Copy out all of the data exactly as it appears.

━━ Exercise data

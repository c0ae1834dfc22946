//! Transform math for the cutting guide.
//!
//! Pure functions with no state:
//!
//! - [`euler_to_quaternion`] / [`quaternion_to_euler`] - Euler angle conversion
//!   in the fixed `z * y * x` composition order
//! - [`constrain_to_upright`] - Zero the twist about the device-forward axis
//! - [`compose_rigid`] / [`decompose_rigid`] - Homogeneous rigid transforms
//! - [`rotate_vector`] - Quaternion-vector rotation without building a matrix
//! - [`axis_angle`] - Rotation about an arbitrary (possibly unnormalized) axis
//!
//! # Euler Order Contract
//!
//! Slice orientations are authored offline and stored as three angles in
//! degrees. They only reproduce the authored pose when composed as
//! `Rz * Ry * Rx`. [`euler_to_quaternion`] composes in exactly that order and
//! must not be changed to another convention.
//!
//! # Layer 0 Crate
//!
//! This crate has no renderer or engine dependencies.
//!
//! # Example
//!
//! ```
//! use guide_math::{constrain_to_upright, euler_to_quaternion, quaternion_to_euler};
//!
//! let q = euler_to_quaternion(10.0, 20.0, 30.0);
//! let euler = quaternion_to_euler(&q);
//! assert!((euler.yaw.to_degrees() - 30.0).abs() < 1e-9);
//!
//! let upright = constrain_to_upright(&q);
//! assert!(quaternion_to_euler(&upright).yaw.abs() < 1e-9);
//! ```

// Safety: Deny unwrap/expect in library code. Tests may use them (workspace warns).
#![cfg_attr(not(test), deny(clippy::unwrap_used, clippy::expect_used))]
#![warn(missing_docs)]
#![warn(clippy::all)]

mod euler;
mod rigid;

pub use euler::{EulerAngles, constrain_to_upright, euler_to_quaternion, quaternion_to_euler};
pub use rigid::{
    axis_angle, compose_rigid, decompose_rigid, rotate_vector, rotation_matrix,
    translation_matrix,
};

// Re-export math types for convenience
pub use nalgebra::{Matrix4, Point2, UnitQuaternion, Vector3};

━━━━

> The answer:
repository c0ae1834dfc22946
//! Transform math for the cutting guide.
//!
//! Pure functions with no state:
//!
//! - [`euler_to_quaternion`] / [`quaternion_to_euler`] - Euler angle conversion
//!   in the fixed `z * y * x` composition order
//! - [`constrain_to_upright`] - Zero the twist about the device-forward axis
//! - [`compose_rigid`] / [`decompose_rigid`] - Homogeneous rigid transforms
//! - [`rotate_vector`] - Quaternion-vector rotation without building a matrix
//! - [`axis_angle`] - Rotation about an arbitrary (possibly unnormalized) axis
//!
//! # Euler Order Contract
//!
//! Slice orientations are authored offline and stored as three angles in
//! degrees. They only reproduce the authored pose when composed as
//! `Rz * Ry * Rx`. [`euler_to_quaternion`] composes in exactly that order and
//! must not be changed to another convention.
//!
//! # Layer 0 Crate
//!
//! This crate has no renderer or engine dependencies.
//!
//! # Example
//!
//! ```
//! use guide_math::{constrain_to_upright, euler_to_quaternion, quaternion_to_euler};
//!
//! let q = euler_to_quaternion(10.0, 20.0, 30.0);
//! let euler = quaternion_to_euler(&q);
//! assert!((euler.yaw.to_degrees() - 30.0).abs() < 1e-9);
//!
//! let upright = constrain_to_upright(&q);
//! assert!(quaternion_to_euler(&upright).yaw.abs() < 1e-9);
//! ```

// Safety: Deny unwrap/expect in library code. Tests may use them (workspace warns).
#![cfg_attr(not(test), deny(clippy::unwrap_used, clippy::expect_used))]
#![warn(missing_docs)]
#![warn(clippy::all)]

mod euler;
mod rigid;

pub use euler::{EulerAngles, constrain_to_upright, euler_to_quaternion, quaternion_to_euler};
pub use rigid::{
    axis_angle, compose_rigid, decompose_rigid, rotate_vector, rotation_matrix,
    translation_matrix,
};

// Re-export math types for convenience
pub use nalgebra::{Matrix4, Point2, UnitQuaternion, Vector3};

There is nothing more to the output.